> Work order:
Each line that contains the string "events" counts once; report how many such lines appear in the data, as a number only.

───── Input material ─────

//! In-memory wallet for exercising the façade without the real library.
#![cfg(any(test, feature = "testing"))]

use std::path::{Path, PathBuf};
use std::sync::Arc;

use async_trait::async_trait;
use parking_lot::Mutex;
use secrecy::{ExposeSecret, SecretString};
use tokio::sync::broadcast;

use crate::daemon::{Daemon, DaemonConnectionInfo};
use crate::errors::{WalletError, WalletResult};
use crate::wallet::{
    Balance, LogLevel, NodeFee, OpenWalletParams, PrivateKeys, SendFailure, SendRequest,
    SentTransaction, SyncStatus, WalletBackend, WalletEvent, WalletLibraryError, WalletOpener,
    WalletTransaction, NO_MNEMONIC_SEED_ERROR_CODE,
};

pub const MOCK_PRIMARY_ADDRESS: &str = "VRMmockprimaryaddress";
pub const MOCK_SPEND_KEY: &str = "spend-key";
pub const MOCK_VIEW_KEY: &str = "view-key";
pub const MOCK_PREPARED_HASH: &str = "prepared-hash";

/// Everything the mock reports and everything it was asked to do.
#[derive(Debug, Clone)]
pub struct MockState {
    pub balance: Balance,
    /// Newest first.
    pub transactions: Vec<WalletTransaction>,
    pub sync_status: SyncStatus,
    pub network_block_count: u64,
    pub primary_address: String,
    pub mnemonic_seed: Option<String>,
    pub node_fee: NodeFee,
    pub connection_info: DaemonConnectionInfo,
    pub save_succeeds: bool,
    pub send_failure: Option<SendFailure>,
    pub transaction_fee: u64,

    pub saves: Vec<(PathBuf, String)>,
    pub log_level: Option<LogLevel>,
    pub scan_coinbase: Option<bool>,
    pub started: bool,
    pub stopped: bool,
    pub reset_heights: Vec<u64>,
    pub swapped_to: Vec<Daemon>,
    pub built: Vec<SendRequest>,
    pub relayed: Vec<String>,
}

impl Default for MockState {
    fn default() -> Self {
        Self {
            balance: Balance::default(),
            transactions: Vec::new(),
            sync_status: SyncStatus::default(),
            network_block_count: 0,
            primary_address: MOCK_PRIMARY_ADDRESS.to_string(),
            mnemonic_seed: None,
            node_fee: NodeFee::default(),
            connection_info: DaemonConnectionInfo::default(),
            save_succeeds: true,
            send_failure: None,
            transaction_fee: 10,
            saves: Vec::new(),
            log_level: None,
            scan_coinbase: None,
            started: false,
            stopped: false,
            reset_heights: Vec::new(),
            swapped_to: Vec::new(),
            built: Vec::new(),
            relayed: Vec::new(),
        }
    }
}

pub struct MockWallet {
    state: Mutex<MockState>,
    events: broadcast::Sender<WalletEvent>,
}

impl MockWallet {
    pub fn new(state: MockState) -> Arc<Self> {
        let (events, _) = broadcast::channel(64);
        Arc::new(Self {
            state: Mutex::new(state),
            events,
        })
    }

    pub fn inspect<R>(&self, f: impl FnOnce(&MockState) -> R) -> R {
        f(&self.state.lock())
    }

    pub fn update(&self, f: impl FnOnce(&mut MockState)) {
        f(&mut self.state.lock())
    }

    /// Fires a library event at whoever subscribed.
    pub fn emit(&self, event: WalletEvent) {
        let _ = self.events.send(event);
    }

    pub fn event_subscribers(&self) -> usize {
        self.events.receiver_count()
    }
}

pub fn transaction(hash: &str, total_amount: i64, block_height: u64) -> WalletTransaction {
    WalletTransaction {
        timestamp: 1_600_000_000 + block_height as i64,
        hash: hash.to_string(),
        total_amount,
        block_height,
        payment_id: String::new(),
        fee: 10,
        unlock_time: 0,
        is_fusion: false,
    }
}

#[async_trait]
impl WalletBackend for MockWallet {
    fn balance(&self) -> Balance {
        self.state.lock().balance
    }

    fn transactions(
        &self,
        start_index: Option<usize>,
        count: Option<usize>,
        include_fusions: bool,
    ) -> Vec<WalletTransaction> {
        self.state
            .lock()
            .transactions
            .iter()
            .filter(|tx| include_fusions || !tx.is_fusion)
            .skip(start_index.unwrap_or(0))
            .take(count.unwrap_or(usize::MAX))
            .cloned()
            .collect()
    }

    fn transaction_count(&self) -> usize {
        self.state.lock().transactions.len()
    }

    fn sync_status(&self) -> SyncStatus {
        self.state.lock().sync_status
    }

    fn network_block_count(&self) -> u64 {
        self.state.lock().network_block_count
    }

    fn primary_address(&self) -> String {
        self.state.lock().primary_address.clone()
    }

    fn primary_address_private_keys(&self) -> Result<PrivateKeys, WalletLibraryError> {
        Ok(PrivateKeys {
            spend_key: SecretString::from(MOCK_SPEND_KEY.to_string()),
            view_key: SecretString::from(MOCK_VIEW_KEY.to_string()),
        })
    }

    fn mnemonic_seed(&self) -> Result<SecretString, WalletLibraryError> {
        match &self.state.lock().mnemonic_seed {
            Some(seed) => Ok(SecretString::from(seed.clone())),
            None => Err(WalletLibraryError::new(
                NO_MNEMONIC_SEED_ERROR_CODE,
                "Wallet was created from keys and has no mnemonic seed",
            )),
        }
    }

    fn node_fee(&self) -> NodeFee {
        self.state.lock().node_fee.clone()
    }

    fn daemon_connection_info(&self) -> DaemonConnectionInfo {
        self.state.lock().connection_info.clone()
    }

    fn save_to_file(&self, path: &Path, password: &SecretString) -> bool {
        let mut state = self.state.lock();
        state
            .saves
            .push((path.to_path_buf(), password.expose_secret().to_string()));
        state.save_succeeds
    }

    fn set_log_level(&self, level: LogLevel) {
        self.state.lock().log_level = Some(level);
    }

    fn scan_coinbase_transactions(&self, enabled: bool) {
        self.state.lock().scan_coinbase = Some(enabled);
    }

    fn subscribe(&self) -> broadcast::Receiver<WalletEvent> {
        self.events.subscribe()
    }

    async fn start(&self) -> Result<(), WalletLibraryError> {
        self.state.lock().started = true;
        Ok(())
    }

    async fn stop(&self) {
        self.state.lock().stopped = true;
    }

    async fn reset(&self, height: u64) -> Result<(), WalletLibraryError> {
        self.state.lock().reset_heights.push(height);
        Ok(())
    }

    async fn swap_node(&self, daemon: Daemon) -> Result<(), WalletLibraryError> {
        let mut state = self.state.lock();
        state.connection_info.host = daemon.host.clone();
        state.connection_info.port = daemon.port;
        state.swapped_to.push(daemon);
        Ok(())
    }

    async fn send_transaction_advanced(
        &self,
        request: SendRequest,
    ) -> Result<SentTransaction, SendFailure> {
        let mut state = self.state.lock();
        state.built.push(request);
        if let Some(failure) = state.send_failure.clone() {
            return Err(failure);
        }
        Ok(SentTransaction {
            transaction_hash: MOCK_PREPARED_HASH.to_string(),
            fee: state.transaction_fee,
        })
    }

    async fn send_prepared_transaction(&self, hash: &str) -> Result<SentTransaction, SendFailure> {
        let mut state = self.state.lock();
        if let Some(failure) = state.send_failure.clone() {
            return Err(failure);
        }
        state.relayed.push(hash.to_string());
        Ok(SentTransaction {
            transaction_hash: hash.to_string(),
            fee: state.transaction_fee,
        })
    }
}

/// Hands out one [`MockWallet`] to whoever knows the password.
pub struct MockOpener {
    wallet: Arc<MockWallet>,
    password: String,
    opened: Mutex<Vec<PathBuf>>,
}

impl MockOpener {
    pub fn new(wallet: Arc<MockWallet>, password: impl Into<String>) -> Arc<Self> {
        Arc::new(Self {
            wallet,
            password: password.into(),
            opened: Mutex::new(Vec::new()),
        })
    }

    pub fn opened(&self) -> Vec<PathBuf> {
        self.opened.lock().clone()
    }
}

impl WalletOpener for MockOpener {
    fn open_wallet_from_file(
        &self,
        params: OpenWalletParams<'_>,
    ) -> WalletResult<Arc<dyn WalletBackend>> {
        if params.password.expose_secret() != self.password {
            return Err(WalletError::AuthenticationFailed);
        }
        self.opened.lock().push(params.path.to_path_buf());
        let wallet: Arc<dyn WalletBackend> = self.wallet.clone();
        Ok(wallet)
    }
}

─────

> Task answer:
6